Sulfonas. Antes de la Segunda Guerra Mundial la casa Bayer alemana había introducido la tibatina, derivado obtenido por combinación con galactosa. Otro compuesto sulfonado introducido por la casa Parke Davis americana, fue la promina, derivado dextrososulfónico, menos tóxico que la diaminodifenilsulfona de la cual se obtiene, descubierta en 1937. Usada desde 1939 en investigaciones clínicas.

Posteriormente otras casas comerciales han sintetizado productos derivados de la misma sustancia, como el promizol, usado en 1943, la promanida o glucosulfona sódica, la sulfoxona sódica o aldesulfona o diasona, (es una sulfona disustituida), y la sulfenatrona, ésta última parece ser la más eficaz.
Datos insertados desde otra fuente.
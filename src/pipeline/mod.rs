//! The interactive run: prompt, resolve, fetch, transcribe, report.
//!
//! Stages run strictly one after another. Metadata failure stops the run,
//! comment failure degrades to a placeholder, transcription failure is
//! reported as text in place of the transcript.

use anyhow::Result;
use console::style;
use indicatif::{ProgressBar, ProgressStyle};
use std::io::{BufRead, Write};
use std::path::PathBuf;
use std::time::Duration;

use crate::api::VideoApi;
use crate::cli;
use crate::config::Config;
use crate::report::{self, Report};
use crate::resolver::{Bvid, Resolver, VideoRef};
use crate::transcribe::TranscriptionProvider;
use crate::ScribeError;

/// What a completed run produced
#[derive(Debug)]
pub struct RunOutcome {
    pub report: Report,
    pub saved_to: Option<PathBuf>,
}

pub struct Pipeline {
    resolver: Resolver,
    api: Box<dyn VideoApi>,
    transcriber: Box<dyn TranscriptionProvider>,
    max_comments: usize,
    preview_chars: usize,
    output_dir: PathBuf,
}

impl Pipeline {
    pub fn new(
        config: &Config,
        resolver: Resolver,
        api: Box<dyn VideoApi>,
        transcriber: Box<dyn TranscriptionProvider>,
    ) -> Self {
        Self {
            resolver,
            api,
            transcriber,
            max_comments: config.api.max_comments,
            preview_chars: config.report.preview_chars,
            output_dir: config.report.output_dir.clone().unwrap_or_else(|| PathBuf::from(".")),
        }
    }

    /// One full interactive session over the given input and output
    pub async fn run<R: BufRead, W: Write>(&self, input: &mut R, out: &mut W) -> Result<RunOutcome> {
        writeln!(out, "{}", style("Bilibili video info extractor").bold())?;
        let url = cli::prompt(input, out, "Enter a Bilibili video link: ")?;

        let video = self.resolver.resolve_ref(&url).await;
        let Some(bvid) = video.bvid.clone() else {
            writeln!(out, "Could not extract a BV identifier from the link, please check its format")?;
            writeln!(out, "Original link: {}", url)?;
            return Err(ScribeError::UnresolvedUrl(url).into());
        };
        tracing::info!("Resolved {} from {}", bvid, url);

        writeln!(out, "\nFetching video info...")?;
        let spinner = start_spinner("Querying video info...");
        let metadata = self.api.fetch_metadata(&bvid).await;
        spinner.finish_and_clear();

        let metadata = match metadata {
            Ok(metadata) => metadata,
            Err(e) => {
                writeln!(out, "Failed to fetch video info: {}", e)?;
                writeln!(out, "Please check that the link is correct")?;
                return Err(ScribeError::Metadata(e).into());
            }
        };
        report::print_metadata(out, &metadata)?;

        writeln!(out, "\nFetching comments...")?;
        let spinner = start_spinner("Querying hot comments...");
        let comments = self.api.fetch_comments(&bvid, self.max_comments).await;
        spinner.finish_and_clear();
        report::print_comments(out, &comments)?;

        writeln!(out, "\nDownloading audio and running speech recognition...")?;
        writeln!(out, "(this can take several minutes, please wait)")?;
        let spinner = start_spinner("Transcribing audio...");
        let transcription = self.transcriber.transcribe(&download_url(&video, &bvid)).await;
        spinner.finish_and_clear();

        if let Some(bytes) = transcription.audio_bytes {
            writeln!(out, "Audio downloaded: {} KB", bytes / 1024)?;
        }
        if !transcription.succeeded {
            tracing::warn!("No transcript for {}, reporting the error instead", bvid);
            writeln!(out, "Transcription did not complete, the error is shown below")?;
        }
        writeln!(out, "\nDone (took {:.1}s)", transcription.elapsed.as_secs_f64())?;
        report::print_transcript(out, &transcription.text, self.preview_chars)?;

        let report = Report {
            bvid,
            metadata,
            comments,
            transcript: transcription.text,
        };

        let saved_to = if cli::confirm(input, out, "\nSave the full result to a file? (y/n): ")? {
            let path = report.save(&self.output_dir)?;
            writeln!(out, "Result saved to {}", path.display())?;
            Some(path)
        } else {
            None
        };

        Ok(RunOutcome { report, saved_to })
    }
}

/// The pasted link when it is a clean web URL, otherwise the canonical video page
pub fn download_url(video: &VideoRef, bvid: &Bvid) -> String {
    let raw = video.raw_url.trim();
    if raw.contains(char::is_whitespace) {
        // Share text around the link; the downloader would get the noise too
        return canonical_page(bvid);
    }

    match url::Url::parse(raw) {
        Ok(url) if matches!(url.scheme(), "http" | "https") => url.to_string(),
        _ => canonical_page(bvid),
    }
}

fn canonical_page(bvid: &Bvid) -> String {
    format!("https://www.bilibili.com/video/{}", bvid)
}

fn start_spinner(message: &'static str) -> ProgressBar {
    let progress = ProgressBar::new_spinner();
    progress.set_style(
        ProgressStyle::with_template("{spinner:.green} [{elapsed_precise}] {msg}")
            .unwrap_or_else(|_| ProgressStyle::default_spinner()),
    );
    progress.set_message(message);
    progress.enable_steady_tick(Duration::from_millis(120));
    progress
}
Dapsona o diafenilsulfona o diaminodifenilsulfona (DDS) pertenece al grupo de las sulfonas, aunque su estructura está íntimamente relacionada con las sulfamidas. Interfiere con la síntesis de folatos. Es el primer fármaco con eficacia frente al bacilo de Hansen.

Entre 1943 y 1970 la dapsona fue el único tratamiento empleado para tratar todas las formas de lepra con magníficos resultados clínicos pero emergieron dos problemas que dificultaban la curación: la resistencia del bacilo leproso a la dapsona y la “persistencia” (bacilos viables sensibles en el foco). La OMS en 1982 recomendó un régimen terapéutico “revolucionario”: tratamiento con varios fármacos y durante 2 años máximo (no de por vida).

En este sentido han jugado un papel importantísimo la rifampicina, ya vista en otro capítulo, y la clofazimina, compuesto sintetizado en 1954. Esta última es un colorante riminofenazínico. Agente muy lipofílico y con alta fijación al DNA micobacteriano. Se desconoce el mecanismo preciso de actuación y al parecer, además de bactericida aumenta las defensas del huésped. Presenta actividad frente a diversas micobacterias entre ellas Micobacterium avium intracellulare, utilizado recientemente frente a las infecciones producidas por este microorganismo en enfermos de SIDA, es un fármaco muy activo frente a M. leprae utilizándose como tratamiento desde 1960, siendo su papel principal la terapia de las infecciones resistentes a las sulfonas y en las personas intolerantes a esta última.

En el arsenal terapéutico se incluyen desde entonces, además de la dapsona la clofazinamina y rifampicina, la etionamida, protionamida y aminoglicósidos (estreptomicina, kanamicina, y amikacina). Además hay recientes estudios prometedores acerca de la incorporación a este arsenal de minociclina, claritromicina y algunas fluorquinolonas.

Por otro lado, las reacciones tipo I y II, tan graves en esta enfermedad, se han podido controlar gracias a los corticoides (prednisona) y la talidomida.